Of 143 patients, 110 (76.9 %) had type II and 33 (23.1 %) had type III tumors. Most (86 %) patients had stage T3 or T4 disease, and more than half had N+ (62 %) disease. The majority (93 %) received neoadjuvant chemoradiation; 7 % received chemotherapy alone. Patients with type II tumors underwent either esophagectomy (75 %) or gastrectomy (25 %). Patients with type III tumors primarily underwent gastrectomy (88 %). Eighty-six (60 %) patients underwent extended (D1+/D2) abdominal lymphadenectomy. We saw no differences between esophagectomy and gastrectomy patients in R0 resection rate (94 vs. 95 %; p = 0.9), number of nodes removed (mean, 18.3 vs. 19.3; p = 0.6), or 60-day mortality rate (4 vs. 4 %; p = 1.0). The median follow-up period for survivors was 65 months. Esophagectomy and gastrectomy showed similar 5-year OS rates (49 vs. 53 %; p = 0.8). Surgical approach was not associated with OS [hazard ratio (HR) 1.30; 95 % confidence interval (CI) 0.68-2.45; p = 0.43]. The strongest predictor of OS was extended lymphadenectomy (HR 0.55; 95 % CI, 0.32-0.94; p = 0.03).

CONCLUSIONS

R0 resection and OS rates were similar in patients undergoing esophagectomy or gastrectomy after neoadjuvant therapy; however, extended abdominal lymphadenectomy may improve OS rates.

摘要

背景

术前治疗的胃食管交界(GEJ)癌的最佳手术方式仍存在争议。我们比较了接受食管切除术或胃切除术患者的预后,并确定了与总生存期(OS)相关的变量。

方法

我们回顾了1995年至2013年接受术前治疗后行切除术的Siewert II型和III型GEJ腺癌患者的记录。
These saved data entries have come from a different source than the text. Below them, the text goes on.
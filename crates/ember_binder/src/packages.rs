//! Package resolution.
//!
//! The binder only ever sees [`PackageSymbol`]s. Where they come from is up
//! to a [`PackageResolver`]; [`PackageRegistry`] is the in-memory resolver,
//! usually filled from JSON [`PackageManifest`]s.

use crate::symbol::{ClassSymbol, FunctionKind, FunctionSymbol, PackageSymbol, SymbolId, VariableSymbol};
use crate::types::TypeSymbol;
use ember_core::text::TextSpan;
use ember_diagnostics::{messages, DiagnosticCollection, Stage};
use rustc_hash::FxHashMap;
use serde::{Deserialize, Serialize};
use std::path::Path;
use std::sync::Arc;
use thiserror::Error;

/// Supplies package symbols by name.
pub trait PackageResolver {
    /// Resolve `name`, reporting into `diagnostics` (at `span`) on failure.
    fn resolve(&self, name: &str, span: TextSpan, diagnostics: &mut DiagnosticCollection) -> Option<Arc<PackageSymbol>>;
}

#[derive(Debug, Error)]
pub enum PackageError {
    #[error("failed to read package manifest {path}: {source}")]
    Io {
        path: String,
        #[source]
        source: std::io::Error,
    },
    #[error("invalid package manifest: {0}")]
    Json(#[from] serde_json::Error),
    #[error("package \"{package}\": unknown type \"{ty}\"")]
    UnknownType { package: String, ty: String },
    #[error("package \"{package}\": malformed type \"{ty}\"")]
    MalformedType { package: String, ty: String },
}

// ============================================================================
// Registry
// ============================================================================

#[derive(Debug, Default)]
pub struct PackageRegistry {
    packages: FxHashMap<String, Arc<PackageSymbol>>,
}

impl PackageRegistry {
    pub fn new() -> Self {
        Self::default()
    }

    pub fn register(&mut self, package: PackageSymbol) {
        self.packages.insert(package.name.clone(), Arc::new(package));
    }

    /// Parse a manifest and register the package it describes.
    pub fn register_manifest(&mut self, json: &str) -> Result<(), PackageError> {
        let manifest = PackageManifest::from_json(json)?;
        self.register(manifest.into_symbol()?);
        Ok(())
    }

    pub fn register_manifest_file(&mut self, path: &Path) -> Result<(), PackageError> {
        let content = std::fs::read_to_string(path).map_err(|source| PackageError::Io {
            path: path.display().to_string(),
            source,
        })?;
        self.register_manifest(&content)
    }

    pub fn len(&self) -> usize {
        self.packages.len()
    }

    pub fn is_empty(&self) -> bool {
        self.packages.is_empty()
    }
}

impl PackageResolver for PackageRegistry {
    fn resolve(&self, name: &str, span: TextSpan, diagnostics: &mut DiagnosticCollection) -> Option<Arc<PackageSymbol>> {
        let found = self.packages.get(name).cloned();
        if found.is_none() {
            tracing::debug!(package = name, "package not registered");
            diagnostics.error(Stage::Packager, span, &messages::PACKAGE_NOT_AVAILABLE, &[name]);
        }
        found
    }
}

// ============================================================================
// Manifests
// ============================================================================

/// JSON description of a package's exported surface.
#[derive(Debug, Clone, Serialize, Deserialize)]
#[serde(rename_all = "camelCase")]
pub struct PackageManifest {
    pub name: String,
    #[serde(default)]
    pub classes: Vec<ManifestClass>,
    #[serde(default)]
    pub functions: Vec<ManifestFunction>,
}

#[derive(Debug, Clone, Serialize, Deserialize)]
#[serde(rename_all = "camelCase")]
pub struct ManifestClass {
    pub name: String,
    #[serde(default)]
    pub fields: Vec<ManifestVariable>,
    #[serde(default)]
    pub functions: Vec<ManifestFunction>,
}

#[derive(Debug, Clone, Serialize, Deserialize)]
#[serde(rename_all = "camelCase")]
pub struct ManifestFunction {
    pub name: String,
    #[serde(default)]
    pub parameters: Vec<ManifestVariable>,
    #[serde(default = "default_return_type")]
    pub return_type: String,
    #[serde(default = "default_true")]
    pub is_public: bool,
    #[serde(default)]
    pub is_variadic: bool,
}

#[derive(Debug, Clone, Serialize, Deserialize)]
pub struct ManifestVariable {
    pub name: String,
    #[serde(rename = "type")]
    pub ty: String,
}

fn default_return_type() -> String {
    "void".to_string()
}

fn default_true() -> bool {
    true
}

impl PackageManifest {
    pub fn from_json(json: &str) -> Result<Self, PackageError> {
        Ok(serde_json::from_str(json)?)
    }

    /// Build the package symbol. Class types are qualified with the package
    /// name; type strings may refer to any class of the same package.
    pub fn into_symbol(self) -> Result<PackageSymbol, PackageError> {
        let parser = TypeParser {
            package: &self.name,
            class_names: self.classes.iter().map(|c| c.name.as_str()).collect(),
        };

        let mut classes = Vec::with_capacity(self.classes.len());
        for class in &self.classes {
            let fields = class
                .fields
                .iter()
                .map(|f| Ok(Arc::new(VariableSymbol::global(f.name.clone(), parser.parse(&f.ty)?))))
                .collect::<Result<Vec<_>, PackageError>>()?;
            let functions = class
                .functions
                .iter()
                .map(|f| parser.function(f))
                .collect::<Result<Vec<_>, PackageError>>()?;
            classes.push(Arc::new(ClassSymbol {
                id: SymbolId::fresh(),
                name: class.name.clone(),
                ty: TypeSymbol::class(&class.name, Some(&self.name)),
                functions,
                fields,
                span: TextSpan::default(),
            }));
        }

        let functions = self
            .functions
            .iter()
            .map(|f| parser.function(f))
            .collect::<Result<Vec<_>, PackageError>>()?;

        tracing::debug!(package = %self.name, classes = classes.len(), functions = functions.len(), "loaded package manifest");
        Ok(PackageSymbol::new(self.name.clone(), classes, functions))
    }
}

struct TypeParser<'a> {
    package: &'a str,
    class_names: Vec<&'a str>,
}

impl TypeParser<'_> {
    fn function(&self, function: &ManifestFunction) -> Result<Arc<FunctionSymbol>, PackageError> {
        let parameters = function
            .parameters
            .iter()
            .enumerate()
            .map(|(i, p)| Ok(Arc::new(VariableSymbol::parameter(p.name.clone(), i, self.parse(&p.ty)?))))
            .collect::<Result<Vec<_>, PackageError>>()?;
        let return_type = self.parse(&function.return_type)?;
        let mut symbol = FunctionSymbol::new(
            function.name.clone(),
            parameters,
            return_type,
            FunctionKind::External,
            TextSpan::default(),
        );
        symbol.is_public = function.is_public;
        symbol.is_variadic = function.is_variadic;
        Ok(Arc::new(symbol))
    }

    /// Parse surface type syntax: `int`, `array<string>`, `action<int, bool>`.
    fn parse(&self, text: &str) -> Result<TypeSymbol, PackageError> {
        let text = text.trim();
        let malformed = || PackageError::MalformedType {
            package: self.package.to_string(),
            ty: text.to_string(),
        };

        let Some(open) = text.find('<') else {
            if let Some(primitive) = TypeSymbol::primitive(text) {
                return Ok(primitive);
            }
            if self.class_names.contains(&text) {
                return Ok(TypeSymbol::class(text, Some(self.package)));
            }
            return Err(PackageError::UnknownType {
                package: self.package.to_string(),
                ty: text.to_string(),
            });
        };

        let inner = text[open + 1..].strip_suffix('>').ok_or_else(malformed)?;
        let sub_types = split_top_level(inner)
            .into_iter()
            .map(|part| self.parse(part))
            .collect::<Result<Vec<_>, PackageError>>()?;

        match (text[..open].trim(), sub_types.as_slice()) {
            ("array", [element]) => Ok(TypeSymbol::array_of(element.clone())),
            ("pointer", [target]) => Ok(TypeSymbol::pointer_to(target.clone())),
            ("action", [parameters @ .., return_type]) => Ok(TypeSymbol::action(parameters.to_vec(), return_type.clone())),
            _ => Err(malformed()),
        }
    }
}

/// Split on commas that are not nested inside angle brackets.
fn split_top_level(text: &str) -> Vec<&str> {
    let mut parts = Vec::new();
    let mut depth = 0usize;
    let mut start = 0;
    for (i, c) in text.char_indices() {
        match c {
            '<' => depth += 1,
            '>' => depth = depth.saturating_sub(1),
            ',' if depth == 0 => {
                parts.push(&text[start..i]);
                start = i + 1;
            }
            _ => {}
        }
    }
    parts.push(&text[start..]);
    parts.into_iter().filter(|p| !p.trim().is_empty()).collect()
}
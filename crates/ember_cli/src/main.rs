//! emberc: The Ember binder CLI.
//!
//! Usage:
//!   emberc [options] <unit.json>
//!
//! Reads a JSON-serialized syntax tree, binds it and reports diagnostics.
//! Exits with 1 when the program has errors, 2 when it could not be loaded.

use clap::Parser as ClapParser;
use ember_cli::{config, Options};
use std::path::PathBuf;
use std::process::ExitCode;
use tracing_subscriber::EnvFilter;

#[derive(ClapParser, Debug)]
#[command(name = "emberc", about = "emberc - Ember semantic binder", version)]
struct Cli {
    /// Serialized compilation unit.
    #[arg(value_name = "UNIT")]
    unit: PathBuf,

    /// Source text the unit was parsed from, for diagnostic snippets.
    #[arg(long)]
    source: Option<PathBuf>,

    /// Package manifest to register. May be repeated.
    #[arg(long = "package", value_name = "FILE")]
    packages: Vec<PathBuf>,

    /// Path to ember.json.
    #[arg(short = 'c', long)]
    config: Option<PathBuf>,

    /// Print the bound tree.
    #[arg(long = "emit-bound")]
    emit_bound: bool,

    /// Lower control flow after binding.
    #[arg(long)]
    lower: bool,

    /// Print diagnostics as JSON.
    #[arg(long)]
    json: bool,

    /// Stop printing diagnostics after N.
    #[arg(long = "max-errors", value_name = "N")]
    max_errors: Option<usize>,

    /// Log more. Repeat for more detail; RUST_LOG overrides.
    #[arg(short = 'v', long = "verbose", action = clap::ArgAction::Count)]
    verbose: u8,
}

fn init_tracing(verbose: u8) {
    let level = match verbose {
        0 => "warn",
        1 => "info",
        2 => "debug",
        _ => "trace",
    };
    let filter = EnvFilter::try_from_default_env().unwrap_or_else(|_| EnvFilter::new(level));
    tracing_subscriber::fmt()
        .with_env_filter(filter)
        .with_writer(std::io::stderr)
        .with_target(false)
        .init();
}

fn main() -> ExitCode {
    let cli = Cli::parse();
    init_tracing(cli.verbose);

    let config = match config::load_config(cli.config.as_deref()) {
        Ok(config) => config,
        Err(e) => return fail(e.into()),
    };

    let options = Options {
        unit: cli.unit,
        source: cli.source,
        packages: cli.packages,
        emit_bound_tree: cli.emit_bound,
        lower: cli.lower,
        json: cli.json,
        max_errors: cli.max_errors,
    }
    .merge(config);

    match ember_cli::run(&options) {
        Ok(false) => ExitCode::SUCCESS,
        Ok(true) => ExitCode::from(1),
        Err(e) => fail(e),
    }
}

fn fail(error: ember_cli::CliError) -> ExitCode {
    eprintln!("{:?}", miette::Report::new(error));
    ExitCode::from(2)
}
使用Kaplan-Meier曲线评估总生存期,并使用Cox比例风险模型分析相关变量。

结果

143例患者中,110例(76.9%)为II型,33例(23.1%)为III型肿瘤。大多数(86%)患者为T3或T4期疾病,超过一半患者为N+(62%)疾病。大多数(93%)患者接受了新辅助放化疗;7%仅接受了化疗。II型肿瘤患者接受了食管切除术(75%)或胃切除术(25%)。III型肿瘤患者主要接受胃切除术(88%)。86例(60%)患者接受了扩大(D1+/D2)腹部淋巴结清扫术。我们发现食管切除术和胃切除术患者在R0切除率(94%对95%;p = 0.9)、切除淋巴结数量(平均,18.3对19.3;p = 0.6)或60天死亡率(4%对4%;p = 1.0)方面没有差异。幸存者的中位随访期为65个月。食管切除术和胃切除术的5年总生存率相似(49%对53%;p = 0.8)。手术方式与总生存期无关[风险比(HR)1.30;95%置信区间(CI)0.68 - 2.45;p = 0.43]。总生存期的最强预测因素是扩大淋巴结清扫术(HR 0.55;95% CI,0.